Dans le marché du rock, la réédition tient une place de choix. Si certaines œuvres se trouvent parfois dénaturées à force de ressortir en formats DELUXE, EXTENDED, il existe des labels spécialisés dans l’exhumation, restaurée ou synthétisée. Cette année a vu la sortie en fanfare de deux albums exceptionnels : Kickin Child (Lost Columbia Album 1965 de Dion et la compilation de pop folk japonaise, Even A Tree Can Shed Tears. Si nous avons déjà parlé du Dion, son ineffable fraîcheur pré-Revolver, renvoyant à l’énergie des premiers enregistrements des Fab, le cas Even A Tree Can Shed Tears s’avère impossible à résumer. D’abord parce qu’il s’agit d’une large rétrospective couvrant quatre années fécondes. Riche de dix-neuf titres, elle rassemble groupes et interprètes et témoigne d’une belle créativité, loin des clichés qui viendraient à l’esprit. De plus, le fait que les artistes chantent dans leur langue natale ajoute au charme des chansons parmi lesquelles des choses aussi raffinées que Anata Kara Toku E, extrait de Misora, de la fantastique Sachiko Kanenobu – sorte de Joni Mitchell nipponne. Saluons au passage le travail titanesque mené par les équipes de Light In The Attic.

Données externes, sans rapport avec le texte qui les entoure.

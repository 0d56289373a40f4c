//! REST API layer: route handlers, DTOs, and router composition.
//!
//! Message-board endpoints are mounted under `/api/v1`; system endpoints
//! sit at the root. [`build_app`] assembles the full application router
//! including the WebSocket endpoint and the HTTP middleware stack.

pub mod dto;
pub mod extract;
pub mod handlers;

use axum::Router;
use axum::routing::get;
use tower_http::cors::CorsLayer;
use tower_http::trace::TraceLayer;
use utoipa::OpenApi;

use crate::app_state::AppState;
use crate::error::{ErrorBody, ErrorResponse};
use crate::ws::handler::ws_handler;

/// OpenAPI description of the REST surface.
#[derive(Debug, OpenApi)]
#[openapi(
    info(
        title = "deque-gateway",
        description = "Message board backed by persistent double-ended queues"
    ),
    paths(
        handlers::messages::hello,
        handlers::messages::save_message,
        handlers::messages::drain_messages,
        handlers::messages::count_messages,
        handlers::system::health_handler,
        handlers::system::storage_handler,
    ),
    components(schemas(
        dto::HelloResponse,
        dto::SaveMessageRequest,
        dto::SaveMessageResponse,
        dto::DrainMessagesResponse,
        dto::MessageCountResponse,
        dto::HealthResponse,
        dto::StorageInfoResponse,
        ErrorResponse,
        ErrorBody,
    )),
    tags(
        (name = "Messages", description = "Per-author message collections"),
        (name = "System", description = "Health and configuration"),
    )
)]
pub struct ApiDoc;

/// Builds the complete API router with all REST endpoints.
pub fn build_router() -> Router<AppState> {
    Router::new()
        .nest("/api/v1", handlers::routes())
        .merge(handlers::system::routes())
}

/// Builds the application: REST routes, `/ws`, Swagger UI (with the
/// `swagger-ui` feature), tracing and CORS layers, bound to `state`.
pub fn build_app(state: AppState) -> Router {
    let router = build_router().route("/ws", get(ws_handler));

    #[cfg(feature = "swagger-ui")]
    let router = router.merge(
        utoipa_swagger_ui::SwaggerUi::new("/swagger-ui")
            .url("/api-docs/openapi.json", ApiDoc::openapi()),
    );

    #[cfg(not(feature = "swagger-ui"))]
    let router = router.route(
        "/api-docs/openapi.json",
        get(|| async { axum::Json(ApiDoc::openapi()) }),
    );

    router
        .layer(TraceLayer::new_for_http())
        .layer(CorsLayer::permissive())
        .with_state(state)
}
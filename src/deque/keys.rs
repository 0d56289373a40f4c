//! Store key derivation for a single collection.
//!
//! Every key is the collection key, the `::` separator, and a suffix that
//! is either a decimal index or the literal `meta`. Neither suffix can
//! contain `::`, so distinct collection keys never share a store key.

use std::fmt;

use super::DequeError;

const SEPARATOR: &str = "::";
const META_SUFFIX: &str = "meta";

/// Derives store keys for one collection.
#[derive(Debug, Clone, PartialEq, Eq, Hash)]
pub struct DequeKeys {
    collection: String,
}

impl DequeKeys {
    /// Creates the key scheme for `collection`.
    ///
    /// # Errors
    ///
    /// Returns [`DequeError::InvalidCollectionKey`] if `collection` is empty.
    pub fn new(collection: impl Into<String>) -> Result<Self, DequeError> {
        let collection = collection.into();
        if collection.is_empty() {
            return Err(DequeError::InvalidCollectionKey(collection));
        }
        Ok(Self { collection })
    }

    /// The collection key these keys are derived from.
    #[must_use]
    pub fn collection(&self) -> &str {
        &self.collection
    }

    /// Key holding the `(head, tail)` metadata.
    #[must_use]
    pub fn meta(&self) -> String {
        format!("{}{SEPARATOR}{META_SUFFIX}", self.collection)
    }

    /// Key holding the element at `index`.
    #[must_use]
    pub fn element(&self, index: i64) -> String {
        format!("{}{SEPARATOR}{index}", self.collection)
    }
}

impl fmt::Display for DequeKeys {
    fn fmt(&self, f: &mut fmt::Formatter<'_>) -> fmt::Result {
        f.write_str(&self.collection)
    }
}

Les fans de musique ont leur temple ! Non ce n’est pas la salle de concert, aussi importante soit-elle. Il s’agit du disquaire. Et pas le disquaire neuf – pire la chaîne – mais bien le petit dealer d’occasions. Ces boutiques si chatoyantes fleurissent partout en France et au-delà, aux quatre "soi-disant" coins du monde. Bref, considération sémantique mise à part, ces lieux souvent désordonnés sont les lieux de pèlerinage du voyageur en vadrouille. Ainsi, un voyage à San Francisco fut l’occasion rêvée pour écouter enfin, pour la première fois, le sixième album de Pearls Before Swine, Beautiful Lies You Could Live In, L’Ophélie de John Everett Millais qui s’étale indolemment sur la pochette, cache onze chansons délicates et tendres. Plus proche de nos rivages, l’Angleterre et, lorsque l’on pousse dans les terres, Londres. Capitale économique, ville cosmopolite, Londres fut aussi le cœur de la révolution pop. Les Hollies ne font pas partie du peloton de tête des formations psyché britanniques. Leur unique fait d’arme a été de fournir en 1969 le & Nash de Crosby, Stills. Coincé un an après entre Stills et Young.  En 1972, les Hollies ont donc perdu Nash mais conservent de leur savoir-faire en matière de songwriting. En témoigne le sublime Romany qu’il convient de réévaluer tant il possède de beaux restes. Aux dires du disquaire qui le proposait, un album des Hollies comportent au moins deux ou trois excellentes chansons. C’est le cas ici et même davantage.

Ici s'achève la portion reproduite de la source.